The Tampa Bay Buccaneers drafted running back Mike James in the sixth round (No. 189 overall) just moments after trading for RB Jeff Demps, the former Florida Gators standout-turned-Olympic track star.

James has some redeeming qualities as a big, bruising back, namely his ability to run between the tackles and pick up tough, short-yardage gains. This is something the Bucs lacked with former back LeGarrette Blount, who somehow notoriously struggled in similar situations.

Also unlike Blount, James is much more adept at catching passes out of the backfield, something that limited Blount's touches last season.
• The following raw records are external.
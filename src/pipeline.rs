use std::fmt;
use std::time::Instant;

use serde::Serialize;
use tracing::{error, info, instrument};

use crate::config::{ConfigValidator, PipelineConfig, RawParameters, RunMode};
use crate::error::{PipelineError, StageFailure};
use crate::layout::ArtifactLayout;
use crate::observability::MetricsCollector;
use crate::process::{ProcessLauncher, ToolInvocation};
use crate::stages;

pub const VALIDATE_STAGE: &str = "validate";

/// Everything a stage may look at while running. Stages never read process-wide state.
pub struct PipelineContext<'a> {
    pub config: &'a PipelineConfig,
    pub layout: &'a ArtifactLayout,
    pub launcher: &'a dyn ProcessLauncher,
}

#[derive(Debug, Clone, Copy, PartialEq, Eq, Serialize)]
#[serde(rename_all = "snake_case")]
pub enum StagePhase {
    Clean,
    Fetch,
    Tool,
}

pub trait Stage {
    fn name(&self) -> &str;
    fn phase(&self) -> StagePhase;
    /// The external command this stage will run, when it is known before running.
    fn invocation(&self, _ctx: &PipelineContext<'_>) -> Option<ToolInvocation> {
        None
    }
    fn run(&self, ctx: &PipelineContext<'_>) -> Result<StageResult, PipelineError>;
}

#[derive(Debug, Clone, PartialEq, Serialize)]
pub struct StageResult {
    pub stage: String,
    pub success: bool,
    pub message: String,
    #[serde(skip_serializing_if = "Option::is_none")]
    pub exit_code: Option<i32>,
}

impl StageResult {
    pub fn succeeded(stage: impl Into<String>, message: impl Into<String>) -> Self {
        Self {
            stage: stage.into(),
            success: true,
            message: message.into(),
            exit_code: None,
        }
    }

    pub fn failed(stage: impl Into<String>, error: &PipelineError) -> Self {
        Self {
            stage: stage.into(),
            success: false,
            message: error.to_string(),
            exit_code: error.exit_code(),
        }
    }

    pub fn with_exit_code(mut self, code: Option<i32>) -> Self {
        self.exit_code = code;
        self
    }
}

#[derive(Debug, Clone, Copy, PartialEq, Eq)]
pub enum RunState {
    Idle,
    Validating,
    Cleaning,
    Fetching,
    Running(usize),
    Succeeded,
    Failed,
}

impl RunState {
    pub fn is_terminal(&self) -> bool {
        matches!(self, RunState::Succeeded | RunState::Failed)
    }
}

impl fmt::Display for RunState {
    fn fmt(&self, f: &mut fmt::Formatter<'_>) -> fmt::Result {
        match self {
            RunState::Idle => f.write_str("idle"),
            RunState::Validating => f.write_str("validating"),
            RunState::Cleaning => f.write_str("cleaning"),
            RunState::Fetching => f.write_str("fetching"),
            RunState::Running(index) => write!(f, "running[{index}]"),
            RunState::Succeeded => f.write_str("succeeded"),
            RunState::Failed => f.write_str("failed"),
        }
    }
}

/// Outcome of one pipeline run: every state visited, the result of each stage that
/// ran, and the failure that stopped the run, if any.
#[derive(Debug)]
pub struct PipelineReport {
    pub transitions: Vec<RunState>,
    pub results: Vec<StageResult>,
    pub failure: Option<StageFailure>,
}

impl PipelineReport {
    fn starting() -> Self {
        Self {
            transitions: vec![RunState::Idle, RunState::Validating],
            results: Vec::new(),
            failure: None,
        }
    }

    fn enter(&mut self, state: RunState) {
        tracing::debug!(%state, "Pipeline state");
        self.transitions.push(state);
    }

    fn fail(&mut self, failure: StageFailure) {
        self.results
            .push(StageResult::failed(failure.stage.clone(), &failure.source));
        self.failure = Some(failure);
        self.enter(RunState::Failed);
    }

    pub fn state(&self) -> RunState {
        self.transitions.last().copied().unwrap_or(RunState::Idle)
    }

    pub fn succeeded(&self) -> bool {
        self.state() == RunState::Succeeded
    }

    pub fn into_result(self) -> Result<Vec<StageResult>, StageFailure> {
        match self.failure {
            Some(failure) => Err(failure),
            None => Ok(self.results),
        }
    }
}

/// Runs stages strictly in order and stops at the first failure.
pub struct PipelineExecutor {
    stages: Vec<Box<dyn Stage>>,
    metrics: MetricsCollector,
}

impl PipelineExecutor {
    pub fn new(stages: Vec<Box<dyn Stage>>) -> Self {
        Self {
            stages,
            metrics: MetricsCollector::new(),
        }
    }

    pub fn stages(&self) -> &[Box<dyn Stage>] {
        &self.stages
    }

    pub fn metrics(&self) -> MetricsCollector {
        self.metrics.clone()
    }

    pub fn execute(&self, ctx: &PipelineContext<'_>) -> PipelineReport {
        let mut report = PipelineReport::starting();
        self.execute_into(ctx, &mut report);
        report
    }

    fn execute_into(&self, ctx: &PipelineContext<'_>, report: &mut PipelineReport) {
        self.metrics.reset();
        let started = Instant::now();
        let mut tool_index = 0usize;

        for stage in &self.stages {
            let state = match stage.phase() {
                StagePhase::Clean => RunState::Cleaning,
                StagePhase::Fetch => RunState::Fetching,
                StagePhase::Tool => {
                    let state = RunState::Running(tool_index);
                    tool_index += 1;
                    state
                }
            };
            report.enter(state);

            let span = tracing::span!(tracing::Level::INFO, "stage", stage = stage.name());
            let _span_guard = span.enter();
            let mut timer = self.metrics.start_stage(stage.name());

            match stage.run(ctx) {
                Ok(result) => {
                    timer.set_exit_code(result.exit_code);
                    info!(detail = result.message.as_str(), "Stage completed");
                    report.results.push(result);
                }
                Err(err) => {
                    timer.set_exit_code(err.exit_code());
                    timer.mark_failed();
                    error!(error = %err, "Stage failed");
                    report.fail(StageFailure::new(stage.name(), err));
                    break;
                }
            }
        }

        self.metrics.record_total_duration(started.elapsed());
        if report.failure.is_none() {
            report.enter(RunState::Succeeded);
        }
    }
}

/// A validated configuration together with its derived layout and stage list.
pub struct PreparedPipeline {
    pub config: PipelineConfig,
    pub layout: ArtifactLayout,
    pub executor: PipelineExecutor,
}

impl PreparedPipeline {
    pub fn new(config: PipelineConfig) -> Self {
        let layout = ArtifactLayout::new(&config);
        let executor = PipelineExecutor::new(stages::build_stages(&config, &layout));
        Self {
            config,
            layout,
            executor,
        }
    }

    /// Validates `raw` for `mode` and builds the stage list. Nothing is written to disk.
    pub fn prepare(
        validator: &ConfigValidator,
        mode: RunMode,
        raw: &RawParameters,
        generate_project_files: bool,
    ) -> Result<Self, StageFailure> {
        validator
            .validate(mode, raw, generate_project_files)
            .map(Self::new)
            .map_err(|err| StageFailure::new(VALIDATE_STAGE, err))
    }

    pub fn context<'a>(&'a self, launcher: &'a dyn ProcessLauncher) -> PipelineContext<'a> {
        PipelineContext {
            config: &self.config,
            layout: &self.layout,
            launcher,
        }
    }

    /// Planned stages with the command each one runs, in execution order.
    pub fn plan(&self, launcher: &dyn ProcessLauncher) -> Vec<(String, Option<ToolInvocation>)> {
        let ctx = self.context(launcher);
        self.executor
            .stages()
            .iter()
            .map(|stage| (stage.name().to_string(), stage.invocation(&ctx)))
            .collect()
    }

    #[instrument(skip_all, fields(mode = %self.config.mode(), project = %self.config.project_name))]
    pub fn execute(&self, launcher: &dyn ProcessLauncher) -> PipelineReport {
        self.executor.execute(&self.context(launcher))
    }
}

/// Validate, clean, fetch and run tools. Validation failures are reported as a failed
/// `validate` stage; nothing on disk is touched before validation succeeds.
pub fn run_pipeline(
    validator: &ConfigValidator,
    mode: RunMode,
    raw: &RawParameters,
    generate_project_files: bool,
    launcher: &dyn ProcessLauncher,
) -> PipelineReport {
    match PreparedPipeline::prepare(validator, mode, raw, generate_project_files) {
        Ok(prepared) => prepared.execute(launcher),
        Err(failure) => {
            error!(error = %failure, "Configuration rejected");
            let mut report = PipelineReport::starting();
            report.fail(failure);
            report
        }
    }
}

#[cfg(test)]
mod tests {
    use super::*;
    use crate::config::ModeSettings;
    use crate::process::ProcessOutput;
    use std::cell::RefCell;
    use std::io;
    use std::path::PathBuf;

    struct NoopLauncher;

    impl ProcessLauncher for NoopLauncher {
        fn launch(&self, _invocation: &ToolInvocation) -> io::Result<ProcessOutput> {
            Ok(ProcessOutput::exited(0))
        }
    }

    struct FakeStage {
        name: &'static str,
        phase: StagePhase,
        fail: bool,
        calls: RefCell<u32>,
    }

    impl FakeStage {
        fn boxed(name: &'static str, phase: StagePhase, fail: bool) -> Box<dyn Stage> {
            Box::new(Self {
                name,
                phase,
                fail,
                calls: RefCell::new(0),
            })
        }
    }

    impl Stage for FakeStage {
        fn name(&self) -> &str {
            self.name
        }

        fn phase(&self) -> StagePhase {
            self.phase
        }

        fn run(&self, _ctx: &PipelineContext<'_>) -> Result<StageResult, PipelineError> {
            *self.calls.borrow_mut() += 1;
            if self.fail {
                return Err(PipelineError::ToolInvocation {
                    tool: self.name.to_string(),
                    exit_code: Some(1),
                    stderr: "boom".into(),
                });
            }
            Ok(StageResult::succeeded(self.name, "ok").with_exit_code(Some(0)))
        }
    }

    fn config() -> PipelineConfig {
        PipelineConfig {
            engine_path: PathBuf::from("/engine"),
            project_path: PathBuf::from("/project"),
            project_name: "Demo".into(),
            repo_url: "https://example.com/plugin.git".into(),
            branch: "develop".into(),
            plugin_name: "Xsolla".into(),
            generator: None,
            settings: ModeSettings::Test {
                autotests_artifact: PathBuf::from("/reports/run"),
                test_filter: "Xsolla".into(),
            },
        }
    }

    #[test]
    fn states_follow_stage_phases() {
        let config = config();
        let layout = ArtifactLayout::new(&config);
        let ctx = PipelineContext {
            config: &config,
            layout: &layout,
            launcher: &NoopLauncher,
        };
        let executor = PipelineExecutor::new(vec![
            FakeStage::boxed("clean", StagePhase::Clean, false),
            FakeStage::boxed("fetch", StagePhase::Fetch, false),
            FakeStage::boxed("a", StagePhase::Tool, false),
            FakeStage::boxed("b", StagePhase::Tool, false),
        ]);

        let report = executor.execute(&ctx);

        assert!(report.succeeded());
        assert_eq!(
            report.transitions,
            vec![
                RunState::Idle,
                RunState::Validating,
                RunState::Cleaning,
                RunState::Fetching,
                RunState::Running(0),
                RunState::Running(1),
                RunState::Succeeded,
            ]
        );
        assert_eq!(report.results.len(), 4);
        let snapshot = executor.metrics().snapshot();
        assert_eq!(snapshot.stages["b"].calls, 1);
        assert_eq!(snapshot.stages["b"].last_exit_code, Some(0));
    }

    #[test]
    fn first_failure_stops_the_run() {
        let config = config();
        let layout = ArtifactLayout::new(&config);
        let ctx = PipelineContext {
            config: &config,
            layout: &layout,
            launcher: &NoopLauncher,
        };
        let executor = PipelineExecutor::new(vec![
            FakeStage::boxed("clean", StagePhase::Clean, true),
            FakeStage::boxed("fetch", StagePhase::Fetch, false),
        ]);

        let report = executor.execute(&ctx);

        assert_eq!(report.state(), RunState::Failed);
        assert!(report.state().is_terminal());
        assert_eq!(report.results.len(), 1);
        assert!(!report.results[0].success);
        assert_eq!(report.results[0].exit_code, Some(1));
        let failure = report.into_result().unwrap_err();
        assert_eq!(failure.stage, "clean");
        assert_eq!(executor.metrics().snapshot().failed_stages, 1);
        assert!(!executor.metrics().snapshot().stages.contains_key("fetch"));
    }

    #[test]
    fn run_state_display() {
        assert_eq!(RunState::Running(2).to_string(), "running[2]");
        assert_eq!(RunState::Failed.to_string(), "failed");
    }
}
With four other backs on the roster—Doug Martin, Brian Leonard, Michael Smith and Demps—competition for playing time will be stiff. Leonard was with Coach Schiano at Rutgers and is someone clearly near and dear to his heart. Smith and Demps will compete not only at running back but also as returners.

So, where does that leave James?

If he can come into camp and hold his own, he stands a great chance of making the team as a short-yardage back. This is especially true considering bringing him in doesn't automatically signal to the defense that a run is coming, much like bringing in the receiving-challenged Blount did in seasons past.


Early Projection

I can see James making this team as a hard-nosed, pass-catching, bruising running back. How many touches that translates into this season is hard to tell, but considering their many shortcomings in recent history in short-yardage situations, the Bucs would love to have a back capable of consistently picking up one or two yards when it's sorely needed.